Quels auteurs vous ont donné envie de faire du cinéma ?
J’ai été très marquée par John Cassavetes ou Maurice Pialat, mais j’ai des goûts assez éclectiques : des cinéastes comme Robin Campillo, Joachim Trier ou Andrea Arnold m’intéressent énormément.
Vous avez reçu de nombreux prix, dont le prix Femme de cinéma. Que vous évoque cette récompense ?
Une certaine fierté : c’est toujours agréable de recevoir des prix. Cela dit, ce n’est pas ma génération qui a inventé le féminisme. Des femmes se sont battues depuis longtemps pour que d’autres, comme moi, puissent aujourd’hui faire du cinéma. Donc recevoir ce genre de prix, c’est toujours un peu gênant : on aimerait qu’il n’y ait plus besoin de distinguer les femmes des hommes et, malgré tout, dès que l’on creuse un peu on se rend compte qu’il reste beaucoup d’inégalités. Ce genre de démarche est donc probablement nécessaire. J’ai pu faire des films sans rencontrer d’énormes difficultés. Pour d’autres qui n’ont pas eu cette possibilité, si je peux porter ce flambeau, pourquoi pas ?

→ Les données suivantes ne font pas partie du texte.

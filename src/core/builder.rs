//! Builder for constructing an [`Orchestrator`] with optional collaborators.

use std::collections::HashMap;
use std::sync::Arc;

use serde_json::Value;

use crate::config::process_env;
use crate::core::orchestrator::Orchestrator;
use crate::jobs::{CronScheduler, Scheduler};
use crate::logger::{LogSink, TracingSink};
use crate::service::{FallbackFn, NullService, Service};

/// Builder for an [`Orchestrator`].
///
/// Every collaborator has a default: [`NullService`], [`TracingSink`], the
/// built-in [`CronScheduler`], the real process environment, and OS signal
/// installation. Tests typically swap in recording collaborators, an empty
/// environment snapshot, and skip signals.
pub struct OrchestratorBuilder {
    overrides: Value,
    env: Option<HashMap<String, String>>,
    service: Option<Arc<dyn Service>>,
    scheduler: Option<Arc<dyn Scheduler>>,
    sink: Option<Arc<dyn LogSink>>,
    fallback: Option<FallbackFn>,
    install_signals: bool,
}

impl OrchestratorBuilder {
    /// Creates a builder with the caller's configuration overrides.
    pub fn new(overrides: Value) -> Self {
        Self {
            overrides,
            env: None,
            service: None,
            scheduler: None,
            sink: None,
            fallback: None,
            install_signals: true,
        }
    }

    /// Sets the external service collaborator.
    pub fn with_service(mut self, service: Arc<dyn Service>) -> Self {
        self.service = Some(service);
        self
    }

    /// Sets the scheduler collaborator.
    pub fn with_scheduler(mut self, scheduler: Arc<dyn Scheduler>) -> Self {
        self.scheduler = Some(scheduler);
        self
    }

    /// Sets the log sink collaborator.
    pub fn with_log_sink(mut self, sink: Arc<dyn LogSink>) -> Self {
        self.sink = Some(sink);
        self
    }

    /// Sets the caller-supplied fallback handler (`handle404.type = "function"`).
    pub fn with_fallback_handler(mut self, handler: FallbackFn) -> Self {
        self.fallback = Some(handler);
        self
    }

    /// Injects an environment snapshot instead of the real process environment.
    pub fn with_env(mut self, env: HashMap<String, String>) -> Self {
        self.env = Some(env);
        self
    }

    /// Skips OS signal installation; termination is then driven only through
    /// the orchestrator's [`ShutdownController`](crate::ShutdownController).
    pub fn without_signals(mut self) -> Self {
        self.install_signals = false;
        self
    }

    /// Builds the orchestrator.
    pub fn build(self) -> Orchestrator {
        let sink = self.sink.unwrap_or_else(|| Arc::new(TracingSink));
        let scheduler = self
            .scheduler
            .unwrap_or_else(|| Arc::new(CronScheduler::new(sink.clone())));

        Orchestrator::new_internal(
            self.overrides,
            self.env.unwrap_or_else(process_env),
            self.service.unwrap_or_else(|| Arc::new(NullService)),
            scheduler,
            sink,
            self.fallback,
            self.install_signals,
        )
    }
}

Êtes-vous engagée par ailleurs ?
Après avoir été une adolescente pleine d’espoir, je crois que comme beaucoup, je me suis désengagée à plein d’endroits et même dépolitisée. Je fais partie de ces déçus de la gauche, effrayés par un monde en train de changer, qui pensent qu’il y a quelque chose à inventer. Je me sens démunie parce que je sais que certaines causes comme celle des migrants mériteraient plus d’engagement. Je n’en suis pas fière, j’espère m’engager prochainement, car je suis persuadée qu’il y a des combats à mener partout. Il faudrait se retrousser les manches.
Vos questions
« Je viens de la vallée de la Fensch en Moselle et je connais bien Forbach, où vous avez tourné tous vos films. Diriez-vous que cette ville conditionne l’histoire de vos personnages ? Si vous étiez née à Cannes, votre cinéma aurait-il été le même ? »
Charline Muller, chargée de clientèle EDF, CMCAS Mulhouse
Claire Burger – Grandir à Forbach, ce n’est pas pareil que de grandir au bord de la mer, à Cannes, avec le festival chaque année. Ce n’est pas comme être parisien non plus. La région dont je viens est emblématique de beaucoup de choses : la guerre entre la France et l’Allemagne, la désindustrialisation, les ouvriers qui perdent leur emploi, les maisons achetées à crédit sur des décennies et qui ne valent plus rien… Grandir dans une région en crise, qui semble ne pas avoir d’avenir, ça marque et, rapidement, on a envie d’en partir. Donc de se déraciner. Je ne suis pas que cela, mais cela m’habite.
Visions sociales, le cinéma qui (nous) parle autrement
Visions Sociales, festival de cinéma de la CCAS
Du 18 au 25 mai 2019
Sur le site du domaine Agecroft à La Napoule (Touristra Vacances).